**Task item**. From the entries that follow, gather each line holding the word "matches".

───── Input data ─────

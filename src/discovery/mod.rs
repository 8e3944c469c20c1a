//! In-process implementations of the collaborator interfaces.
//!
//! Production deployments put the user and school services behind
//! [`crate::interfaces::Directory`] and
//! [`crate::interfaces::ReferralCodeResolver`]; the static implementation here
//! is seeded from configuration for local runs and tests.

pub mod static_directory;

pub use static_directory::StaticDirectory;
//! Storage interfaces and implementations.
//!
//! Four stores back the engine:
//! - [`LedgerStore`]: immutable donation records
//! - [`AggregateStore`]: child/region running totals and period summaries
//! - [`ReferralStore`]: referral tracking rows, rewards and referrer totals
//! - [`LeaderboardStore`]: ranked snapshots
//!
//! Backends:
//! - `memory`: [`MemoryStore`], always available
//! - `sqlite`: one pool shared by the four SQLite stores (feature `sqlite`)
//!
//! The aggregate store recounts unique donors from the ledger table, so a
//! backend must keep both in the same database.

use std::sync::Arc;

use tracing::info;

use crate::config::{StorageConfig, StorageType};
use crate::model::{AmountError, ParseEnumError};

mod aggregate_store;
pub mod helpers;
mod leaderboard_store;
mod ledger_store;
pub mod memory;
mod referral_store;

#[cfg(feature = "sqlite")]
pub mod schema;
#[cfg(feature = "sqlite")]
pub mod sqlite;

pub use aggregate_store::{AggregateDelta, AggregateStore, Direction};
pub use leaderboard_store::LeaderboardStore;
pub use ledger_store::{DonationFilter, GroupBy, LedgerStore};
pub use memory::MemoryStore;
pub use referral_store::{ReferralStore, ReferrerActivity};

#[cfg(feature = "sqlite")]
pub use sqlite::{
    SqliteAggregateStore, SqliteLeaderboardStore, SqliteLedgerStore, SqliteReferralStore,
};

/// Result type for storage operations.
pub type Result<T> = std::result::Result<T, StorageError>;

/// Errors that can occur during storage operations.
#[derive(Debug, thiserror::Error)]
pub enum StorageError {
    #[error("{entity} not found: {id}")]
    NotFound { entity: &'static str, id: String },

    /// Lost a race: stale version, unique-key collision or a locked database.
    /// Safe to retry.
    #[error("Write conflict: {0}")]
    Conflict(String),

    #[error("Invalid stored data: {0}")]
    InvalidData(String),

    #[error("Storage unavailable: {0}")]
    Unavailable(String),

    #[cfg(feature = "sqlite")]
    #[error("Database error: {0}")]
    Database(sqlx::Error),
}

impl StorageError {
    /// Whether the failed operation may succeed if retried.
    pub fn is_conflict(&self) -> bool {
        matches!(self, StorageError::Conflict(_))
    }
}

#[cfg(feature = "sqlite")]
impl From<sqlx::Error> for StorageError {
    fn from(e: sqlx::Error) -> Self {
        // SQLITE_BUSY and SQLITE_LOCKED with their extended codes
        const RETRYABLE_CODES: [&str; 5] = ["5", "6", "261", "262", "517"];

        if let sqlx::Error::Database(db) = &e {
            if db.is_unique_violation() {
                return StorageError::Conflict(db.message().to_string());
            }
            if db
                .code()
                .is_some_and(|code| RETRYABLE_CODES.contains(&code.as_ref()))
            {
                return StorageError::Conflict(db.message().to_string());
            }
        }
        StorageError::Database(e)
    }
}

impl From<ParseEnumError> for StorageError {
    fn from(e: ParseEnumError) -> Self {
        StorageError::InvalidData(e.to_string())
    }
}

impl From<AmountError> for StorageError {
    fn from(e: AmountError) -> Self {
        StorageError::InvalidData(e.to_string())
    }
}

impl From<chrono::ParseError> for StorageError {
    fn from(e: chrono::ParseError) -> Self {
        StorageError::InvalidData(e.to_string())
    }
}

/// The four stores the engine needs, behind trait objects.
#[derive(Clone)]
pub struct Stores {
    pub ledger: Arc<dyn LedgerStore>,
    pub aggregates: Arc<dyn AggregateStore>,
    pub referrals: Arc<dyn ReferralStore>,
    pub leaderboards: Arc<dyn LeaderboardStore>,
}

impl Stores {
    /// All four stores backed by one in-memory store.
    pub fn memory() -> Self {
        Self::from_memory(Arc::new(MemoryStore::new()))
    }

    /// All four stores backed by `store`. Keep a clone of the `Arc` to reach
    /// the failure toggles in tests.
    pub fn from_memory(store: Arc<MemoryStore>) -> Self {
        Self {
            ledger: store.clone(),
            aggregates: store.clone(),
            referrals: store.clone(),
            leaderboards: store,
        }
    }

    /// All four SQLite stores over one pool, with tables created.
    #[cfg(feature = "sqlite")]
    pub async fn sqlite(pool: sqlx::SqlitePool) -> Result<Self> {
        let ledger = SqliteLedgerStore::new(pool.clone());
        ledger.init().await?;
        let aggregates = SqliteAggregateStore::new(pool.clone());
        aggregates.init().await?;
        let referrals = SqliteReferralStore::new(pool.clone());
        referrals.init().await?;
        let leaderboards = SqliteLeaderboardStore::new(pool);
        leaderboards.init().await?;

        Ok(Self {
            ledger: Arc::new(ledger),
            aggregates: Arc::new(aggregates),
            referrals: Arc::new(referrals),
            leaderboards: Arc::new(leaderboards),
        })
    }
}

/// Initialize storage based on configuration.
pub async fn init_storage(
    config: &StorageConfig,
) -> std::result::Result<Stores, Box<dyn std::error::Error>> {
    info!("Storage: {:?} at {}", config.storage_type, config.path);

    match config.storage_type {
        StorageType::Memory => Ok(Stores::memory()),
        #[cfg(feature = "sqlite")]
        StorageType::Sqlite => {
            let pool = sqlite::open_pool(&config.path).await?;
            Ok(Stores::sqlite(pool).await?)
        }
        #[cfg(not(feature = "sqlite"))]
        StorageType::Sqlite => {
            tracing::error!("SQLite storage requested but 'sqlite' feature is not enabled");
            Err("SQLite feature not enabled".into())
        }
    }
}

─────
───── Input data ─────

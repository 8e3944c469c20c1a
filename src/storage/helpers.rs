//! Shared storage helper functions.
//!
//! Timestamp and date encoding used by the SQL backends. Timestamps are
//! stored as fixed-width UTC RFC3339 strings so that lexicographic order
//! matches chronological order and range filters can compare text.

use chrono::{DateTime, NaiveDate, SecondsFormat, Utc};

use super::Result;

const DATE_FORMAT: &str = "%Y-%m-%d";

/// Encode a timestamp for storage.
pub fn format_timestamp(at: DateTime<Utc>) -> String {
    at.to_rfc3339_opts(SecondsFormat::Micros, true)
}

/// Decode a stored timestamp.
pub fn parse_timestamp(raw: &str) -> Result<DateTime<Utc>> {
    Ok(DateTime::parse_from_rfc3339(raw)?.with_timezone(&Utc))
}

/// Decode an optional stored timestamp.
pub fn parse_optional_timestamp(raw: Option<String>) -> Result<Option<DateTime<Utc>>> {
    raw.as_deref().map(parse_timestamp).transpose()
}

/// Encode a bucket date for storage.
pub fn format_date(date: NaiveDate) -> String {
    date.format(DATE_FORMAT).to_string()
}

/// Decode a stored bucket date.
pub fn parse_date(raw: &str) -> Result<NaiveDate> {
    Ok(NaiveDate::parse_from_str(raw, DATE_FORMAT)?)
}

─────
───── Input data ─────

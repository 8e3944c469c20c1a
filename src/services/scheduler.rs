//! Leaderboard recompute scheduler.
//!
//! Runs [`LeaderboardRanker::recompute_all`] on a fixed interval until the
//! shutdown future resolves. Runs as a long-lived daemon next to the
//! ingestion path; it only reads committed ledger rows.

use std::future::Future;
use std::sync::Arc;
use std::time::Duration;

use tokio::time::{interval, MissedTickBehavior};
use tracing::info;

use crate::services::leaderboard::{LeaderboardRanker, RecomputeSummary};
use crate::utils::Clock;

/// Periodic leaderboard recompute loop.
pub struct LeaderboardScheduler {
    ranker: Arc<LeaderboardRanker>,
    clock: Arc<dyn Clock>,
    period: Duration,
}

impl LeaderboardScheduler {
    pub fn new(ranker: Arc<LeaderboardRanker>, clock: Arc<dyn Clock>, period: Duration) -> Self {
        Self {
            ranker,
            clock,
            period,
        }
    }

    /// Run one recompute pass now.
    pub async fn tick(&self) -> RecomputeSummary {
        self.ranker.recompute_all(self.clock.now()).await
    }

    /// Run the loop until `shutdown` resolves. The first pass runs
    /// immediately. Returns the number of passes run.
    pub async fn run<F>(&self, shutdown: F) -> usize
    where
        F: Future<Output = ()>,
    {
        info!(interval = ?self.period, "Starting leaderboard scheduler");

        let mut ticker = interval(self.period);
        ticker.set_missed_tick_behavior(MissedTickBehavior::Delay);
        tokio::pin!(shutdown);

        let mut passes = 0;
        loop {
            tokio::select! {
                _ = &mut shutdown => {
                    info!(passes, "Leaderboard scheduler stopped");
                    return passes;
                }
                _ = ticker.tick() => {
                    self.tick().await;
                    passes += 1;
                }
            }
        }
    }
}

─────

**Answer area**.
        matches!(self, StorageError::Conflict(_))
//! matches chronological order and range filters can compare text.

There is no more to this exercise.